When we initially launched our k8s clusters last year, there were very few solutions that solved some of the requirements we had. So we went ahead and wrote a lengthy but working cloudformation template and that solved most of our reqs. But we ended up with a template that was hard to maintain and a cluster that needed to be replaced whenever we wanted to upgrade/patch - which doesn't really work well when you're running production workloads unless you have some serious orchestration around the cluster. The current toolset(kargo/kube-aws) around CoreOS/Kubernetes still leave much to be desired.

igalbk · 2016-07-12T21:43:14Z

@harsha-y Thank you for this info
We are trying to do the same and modify the template output to make the cloudformation to use an existing subnet.
Can you please share how exactly to do it, what exactly to modify?

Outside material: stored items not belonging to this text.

// Shared test fixture for the CreateCostItem command.
// Defaults come from a JSON file so the transport shape stays visible in tests.

use crate::modules::cost_items::use_cases::create_cost_item::command::CreateCostItem;
use serde::Deserialize;
use std::fs;

// JSON -> DTO (transport shape)
#[derive(Debug, Clone, Deserialize)]
pub struct CreateCostItemDto {
    pub item_name: String,
    pub unit_cost: f64,
    pub item_type: String,
    pub category: String,
    pub vendor: String,
    pub description: String,
}

pub struct CreateCostItemBuilder {
    inner: CreateCostItem,
}

impl Default for CreateCostItemBuilder {
    fn default() -> Self {
        Self::new()
    }
}

#[allow(dead_code)]
impl CreateCostItemBuilder {
    pub fn new() -> Self {
        let json_str =
            fs::read_to_string("./src/test_support/fixtures/commands/json/create_cost_item.json")
                .unwrap();
        let dto: CreateCostItemDto = serde_json::from_str(&json_str).unwrap();

        Self {
            inner: CreateCostItem {
                item_name: dto.item_name,
                unit_cost: dto.unit_cost,
                item_type: dto.item_type,
                category: dto.category,
                vendor: dto.vendor,
                description: dto.description,
            },
        }
    }

    pub fn item_name(mut self, v: impl Into<String>) -> Self {
        self.inner.item_name = v.into();
        self
    }

    pub fn unit_cost(mut self, v: f64) -> Self {
        self.inner.unit_cost = v;
        self
    }

    pub fn item_type(mut self, v: impl Into<String>) -> Self {
        self.inner.item_type = v.into();
        self
    }

    pub fn category(mut self, v: impl Into<String>) -> Self {
        self.inner.category = v.into();
        self
    }

    pub fn vendor(mut self, v: impl Into<String>) -> Self {
        self.inner.vendor = v.into();
        self
    }

    pub fn description(mut self, v: impl Into<String>) -> Self {
        self.inner.description = v.into();
        self
    }

    pub fn build(self) -> CreateCostItem {
        self.inner
    }
}

#[cfg(test)]
mod create_cost_item_builder_tests {
    use super::*;
    use rstest::rstest;

    #[rstest]
    fn it_should_parse_the_json_defaults() {
        let built = CreateCostItemBuilder::default().build();
        assert_eq!(built.item_name, "Office Chair");
        assert_eq!(built.unit_cost, 150.0);
        assert_eq!(built.item_type, "Furniture");
        assert_eq!(built.category, "Furniture");
        assert_eq!(built.vendor, "Acme Supplies");
        assert_eq!(built.description, "Ergonomic desk chair");
    }

    #[rstest]
    fn it_should_apply_every_override() {
        let custom = CreateCostItemBuilder::new()
            .item_name("Pen")
            .unit_cost(2.5)
            .item_type("Supply")
            .category("Stationery")
            .vendor("Paper Co")
            .description("Blue ink")
            .build();

        assert_eq!(custom.item_name, "Pen");
        assert_eq!(custom.unit_cost, 2.5);
        assert_eq!(custom.item_type, "Supply");
        assert_eq!(custom.category, "Stationery");
        assert_eq!(custom.vendor, "Paper Co");
        assert_eq!(custom.description, "Blue ink");
    }
}
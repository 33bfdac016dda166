// Command data type for creating a cost item.
//
// Purpose
// - Express user intent to add a record with the six user-entered fields.
//
// Responsibilities
// - Carry input data for the build step to validate and turn into a record.
// - Be independent of transport layer details (not tied to HTTP).

use crate::modules::cost_items::use_cases::errors::ValidationError;

#[derive(Debug, Clone, PartialEq)]
pub struct CreateCostItem {
    pub item_name: String,
    pub unit_cost: f64,
    pub item_type: String,
    pub category: String,
    pub vendor: String,
    pub description: String,
}

impl CreateCostItem {
    /// Presence and type checks only; runs before any storage write.
    /// The comparison rejects NaN along with zero and negative costs.
    pub fn validate(&self) -> Result<(), ValidationError> {
        if self.item_name.trim().is_empty() {
            return Err(ValidationError::MissingItemName);
        }
        if !(self.unit_cost > 0.0) {
            return Err(ValidationError::InvalidUnitCost);
        }
        if self.item_type.trim().is_empty() {
            return Err(ValidationError::MissingItemType);
        }
        Ok(())
    }
}
// Pure build function for creation.
//
// Purpose
// - Turn a validated command into a complete record with creation defaults.
//
// Responsibilities
// - Quantity defaults to 1, so the initial total equals the unit cost.
// - Approval status, requester and unit of measurement take their defaults;
//   the record starts active with all three timestamps set to the same now.
// - Never perform input or output.

use crate::modules::cost_items::core::record::{
    CostItem, DEFAULT_APPROVAL_STATUS, DEFAULT_QUANTITY, DEFAULT_REQUESTED_BY,
    DEFAULT_UNIT_OF_MEASUREMENT,
};
use crate::modules::cost_items::use_cases::create_cost_item::command::CreateCostItem;

pub fn build_record(command: CreateCostItem, item_id: String, now: String) -> CostItem {
    CostItem {
        item_id,
        item_name: command.item_name,
        unit_cost: command.unit_cost,
        item_type: command.item_type,
        quantity: DEFAULT_QUANTITY,
        total_cost: command.unit_cost * DEFAULT_QUANTITY as f64,
        approval_status: DEFAULT_APPROVAL_STATUS.to_string(),
        requested_by: DEFAULT_REQUESTED_BY.to_string(),
        request_date: now.clone(),
        category: command.category,
        vendor: command.vendor,
        description: command.description,
        unit_of_measurement: DEFAULT_UNIT_OF_MEASUREMENT.to_string(),
        is_active: true,
        creation_date: now.clone(),
        last_modified: now,
        notes: String::new(),
    }
}
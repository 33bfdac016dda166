use axum::{
    Json, extract::State, extract::rejection::JsonRejection, http::StatusCode,
    response::IntoResponse,
};
use chrono::{Datelike, SecondsFormat, Utc};
use serde::{Deserialize, Serialize};

use crate::modules::cost_items::use_cases::create_cost_item::command::CreateCostItem;
use crate::modules::cost_items::use_cases::errors::ApplicationError;
use crate::shell::state::AppState;

#[derive(Deserialize)]
pub struct CreateCostItemBody {
    pub item_name: String,
    pub unit_cost: f64,
    pub item_type: String,
    #[serde(default)]
    pub category: String,
    #[serde(default)]
    pub vendor: String,
    #[serde(default)]
    pub description: String,
}

#[derive(Serialize)]
pub struct CreateCostItemResponse {
    pub item_id: String,
    pub row_index: u32,
}

pub async fn handle(
    State(state): State<AppState>,
    body: Result<Json<CreateCostItemBody>, JsonRejection>,
) -> impl IntoResponse {
    let Json(body) = match body {
        Ok(b) => b,
        Err(_) => return StatusCode::UNPROCESSABLE_ENTITY.into_response(),
    };

    let command = CreateCostItem {
        item_name: body.item_name,
        unit_cost: body.unit_cost,
        item_type: body.item_type,
        category: body.category,
        vendor: body.vendor,
        description: body.description,
    };
    let now = Utc::now().to_rfc3339_opts(SecondsFormat::Millis, true);
    let year = Utc::now().year();

    match state.create_handler.handle(command, now, year).await {
        Ok(created) => (
            StatusCode::CREATED,
            Json(CreateCostItemResponse {
                item_id: created.item_id,
                row_index: created.row_index,
            }),
        )
            .into_response(),
        Err(ApplicationError::Validation(err)) => {
            (StatusCode::UNPROCESSABLE_ENTITY, err.to_string()).into_response()
        }
        Err(_) => StatusCode::INTERNAL_SERVER_ERROR.into_response(),
    }
}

sdouche · 2016-07-12T22:40:25Z

Hi @igalbk
Today I tried successfully to install CoreOS-Kubernetes on existing subnet (only one, it's a POC) and existing IAM Roles. What I do:

remove in the CF template the creation of subnet0
remove in the CF template the creation of IAM*
remove in the CF template the creation of EIPController
remove in the CF template the creation of RouteTableAssociation
add subnet, IAMInstanceProfile* as parameters
Use the privateIP of the controller for the DNS record

And in cluster.go (quick & dirty, I'm sorry):

-       if err := c.ValidateExistingVPC(*existingVPC.CidrBlock, subnetCIDRS); err != nil {
-               return fmt.Errorf("error validating existing VPC: %v", err)
-       }
+       //if err := c.ValidateExistingVPC(*existingVPC.CidrBlock, subnetCIDRS); err != nil {
+       //      return fmt.Errorf("error validating existing VPC: %v", err)
+       //}

        return nil
 }
@@ -266,7 +266,7 @@ func (c *Cluster) Info() (*Info, error) {
        cfSvc := cloudformation.New(c.session)
        resp, err := cfSvc.DescribeStackResource(
                &cloudformation.DescribeStackResourceInput{
-                       LogicalResourceId: aws.String("EIPController"),
+                       LogicalResourceId: aws.String("InstanceController"),
                        StackName:         aws.String(c.ClusterName),
                },
        )

It's good for the stack creation but I've an error with the kubernetes-wrapper (need to investigate).

sdouche · 2016-07-12T22:44:58Z

@igalbk I can send you patches if you want. Thanks for your support.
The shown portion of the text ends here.